Massacres dans l’impunité

La Fédération internationale des droits de l’homme (FIDH) a recueilli dans un rapport publié fin décembre 2017 les témoignages glaçants de survivants d’attaques ciblant surtout l’ethnie Luba, dans la province du Kasaï, un foyer d’opposition au régime du président Kabila. L’instabilité dans cette province est utilisée comme un des prétextes pour ne pas organiser l’élection présidentielle. Les forces armées congolaises et des miliciens pro-gouvernementaux sont accusés de procéder à une éradication de cette population du Kasaï, selon une « stratégie de planification et d’extermination, constitutive de crimes contre l’humanité  », d’après l’avocate de la FIDH, Safya Akorri. (Libération, 28/12/2017).
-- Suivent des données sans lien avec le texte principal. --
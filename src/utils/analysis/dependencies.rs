//! Relationship extraction
//!
//! Re-parses every node's own code span and links name references to nodes with the
//! same name. Resolution is purely by name: a reference with several candidates links
//! to all of them and every such edge is flagged `ambiguous`.

use crate::core::{Edge, EdgeType, ExtractError, Language, Node, NodeKind};
use crate::utils::ast;
use rayon::prelude::*;
use std::collections::HashMap;
use streaming_iterator::StreamingIterator;
use tree_sitter::{Query, QueryCursor, Tree};

/// Name references found inside one node
#[derive(Debug, Default, Clone, PartialEq, Eq)]
pub struct References {
    /// Callee names, first occurrence order
    pub calls: Vec<String>,
    /// Base classes of a class definition
    pub bases: Vec<String>,
    pub imports: Vec<String>,
}

/// name -> indices of nodes carrying that name, in node order
pub struct NameIndex<'a> {
    by_name: HashMap<&'a str, Vec<usize>>,
}

impl<'a> NameIndex<'a> {
    pub fn build(nodes: &'a [Node]) -> Self {
        let mut by_name: HashMap<&str, Vec<usize>> = HashMap::new();
        for (idx, node) in nodes.iter().enumerate() {
            by_name.entry(node.name.as_str()).or_default().push(idx);
        }
        Self { by_name }
    }

    pub fn candidates(&self, name: &str) -> &[usize] {
        self.by_name.get(name).map(Vec::as_slice).unwrap_or(&[])
    }
}

/// Extracts import statements from a parsed tree.
/// Returns the imported module names/paths with quotes and aliases removed.
pub fn extract_imports(
    tree: &Tree,
    content: &str,
    language: Language,
) -> Result<Vec<String>, ExtractError> {
    let (Some(profile), Some(grammar)) = (language.profile(), language.grammar()) else {
        return Ok(Vec::new());
    };
    let query = Query::new(&grammar, profile.import_query).map_err(|e| ExtractError::Query {
        language: language.to_string(),
        message: e.to_string(),
    })?;

    let mut imports = Vec::new();
    let mut cursor = QueryCursor::new();
    let mut matches = cursor.matches(&query, tree.root_node(), content.as_bytes());

    while let Some(m) = matches.next() {
        for capture in m.captures {
            // JS require() also captures @func
            let capture_name = query.capture_names()[capture.index as usize];
            if capture_name != "import" {
                continue;
            }

            if let Ok(text) = capture.node.utf8_text(content.as_bytes()) {
                let mut clean_text = text
                    .trim_matches(|c| c == '"' || c == '\'' || c == '`' || c == '<' || c == '>')
                    .to_string();
                if language == Language::Python
                    && let Some(idx) = clean_text.find(" as ")
                {
                    clean_text.truncate(idx);
                }
                if !clean_text.is_empty() && !imports.contains(&clean_text) {
                    imports.push(clean_text);
                }
            }
        }
    }

    Ok(imports)
}

/// Strips the common leading indentation so nested Python code parses standalone.
pub(crate) fn dedent(code: &str) -> String {
    let indent = code
        .lines()
        .filter(|l| !l.trim().is_empty())
        .map(|l| l.len() - l.trim_start().len())
        .min()
        .unwrap_or(0);
    if indent == 0 {
        return code.to_string();
    }
    code.lines()
        .map(|l| l.get(indent..).unwrap_or_else(|| l.trim_start()))
        .collect::<Vec<_>>()
        .join("\n")
}

/// Collects call, base-class and import references from a node's code span.
pub fn collect_references(node: &Node) -> Result<References, ExtractError> {
    let Some(language) = node.language() else {
        return Ok(References::default());
    };
    let Some(profile) = language.profile() else {
        return Ok(References::default());
    };
    let code = if language == Language::Python {
        dedent(&node.code)
    } else {
        node.code.clone()
    };
    let tree = ast::parse(language, &code).ok_or_else(|| ExtractError::Parse {
        node_id: node.id.clone(),
    })?;
    let source = code.as_bytes();

    let mut refs = References::default();
    let mut own_definition_seen = false;
    for syntax_node in ast::descendants(tree.root_node()) {
        if profile.call_kinds.contains(&syntax_node.kind()) {
            if let Some(callee) = ast::callee_name(syntax_node, source)
                && !refs.calls.contains(&callee)
            {
                refs.calls.push(callee);
            }
            continue;
        }
        if node.kind() == Some(NodeKind::Class)
            && !own_definition_seen
            && let Some((NodeKind::Class, _)) = ast::classify_definition(syntax_node, source, profile)
        {
            own_definition_seen = true;
            refs.bases = ast::base_class_names(syntax_node, source, profile);
        }
    }
    refs.imports = extract_imports(&tree, &code, language)?;
    Ok(refs)
}

fn edges_for_node(
    idx: usize,
    node: &Node,
    nodes: &[Node],
    index: &NameIndex,
    refs: References,
) -> Vec<Edge> {
    let mut edges = Vec::new();

    for callee in &refs.calls {
        let candidates: Vec<usize> = index
            .candidates(callee)
            .iter()
            .copied()
            .filter(|&c| c != idx)
            .collect();
        let edge_type = if candidates.len() > 1 {
            EdgeType::Ambiguous
        } else {
            EdgeType::Call
        };
        for c in candidates {
            edges.push(Edge::new(node.id.as_str(), nodes[c].id.as_str(), edge_type));
        }
    }

    for base in &refs.bases {
        for &c in index.candidates(base) {
            if c != idx && nodes[c].kind() == Some(NodeKind::Class) {
                edges.push(Edge::new(node.id.as_str(), nodes[c].id.as_str(), EdgeType::Inherit));
            }
        }
    }

    for import in refs.imports {
        edges.push(Edge::new(node.id.as_str(), import, EdgeType::Import));
    }

    edges
}

/// Produces call, inherit and import edges for the full node list.
///
/// Extraction failures are local to a node: it contributes no edges and the batch continues.
pub fn extract_relationships(nodes: &[Node]) -> Vec<Edge> {
    let index = NameIndex::build(nodes);

    let per_node: Vec<Vec<Edge>> = nodes
        .par_iter()
        .enumerate()
        .map(|(idx, node)| match collect_references(node) {
            Ok(refs) => edges_for_node(idx, node, nodes, &index, refs),
            Err(e) => {
                log::warn!("Skipping relationships of {}: {}", node.id, e);
                Vec::new()
            }
        })
        .collect();

    let edges: Vec<Edge> = per_node.into_iter().flatten().collect();
    log::info!("Extracted {} edges from {} nodes", edges.len(), nodes.len());
    edges
}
C’est dans cette région qu’ont été assassinés en mars 2017 Zaida Catalan et Michael Sharp, deux experts de l’ONU. L’enquête sur ces deux assassinats piétine toujours.

Détournement des ressources

La RDC, très riche en ressources, affiche un produit intérieur brut (PIB) par habitant de 496 $, parmi les pays les plus pauvres du monde. Les bénéfices engendrés par les sociétés qui exploitent ces ressources sont détournés par le régime en place et la population n’en profite pas. Tel est le cas, par exemple, de la Générale de Carrières et des Mines (GECAMINES), encore récemment épinglée dans une étude de l’ONG Global Witness intitulée : «  Distributeur automatique de billets du régime ; Comment les exportations en plein essor de la République démocratique du Congo ne profitent pas à ses habitants  ». Du côté des ressources pétrolières sous le Lac Albert, un champion français est sur le coup. « Seule major à être présente des deux côtés de la très prolifique frontière congo­laise, Total négocie pied à pied son pro­gramme de travail sur le bloc 3, en attendant de mettre la main sur les blocs 1 et 2 », explique la lettre spécialisée Africa Energy Intelligence (AEI, 19/12/17). La réa­lisation du premier forage se révélant plus complexe que prévue sur le bloc 3, la firme cherche à obtenir une prolongation de son permis d’exploration, pour ne pas perdre le pactole. Début décembre, elle a pour cela in­vité le ministre des hydrocarbures de Kabila à son siège, à la Défense. Mais comme l’ex­plique AEI, « la France profitant actuelle­ment à plein d’une bonne relation avec le pouvoir de Joseph Kabila, Aimé Ngoy Muke­na ne devrait pas s’opposer à l’extension du permis de Total à l’est du Congo-­K ». Mais To­tal louche surtout sur les blocs 1 et 2, plus prometteurs, aux mains depuis 2010 du dia­mantaire israélien Dan Gertler, « une person­nalité trop exposée politiquement et dépendante du président congolais Joseph Kabila » selon AEI, qui explique que Total cherche à ce que ces deux permis repassent aux mains de l’État congolais afin de pouvoir négocier directement avec lui. Pour Total, l’urgence est donc à ce que la France ne fra­gilise pas le régime en place...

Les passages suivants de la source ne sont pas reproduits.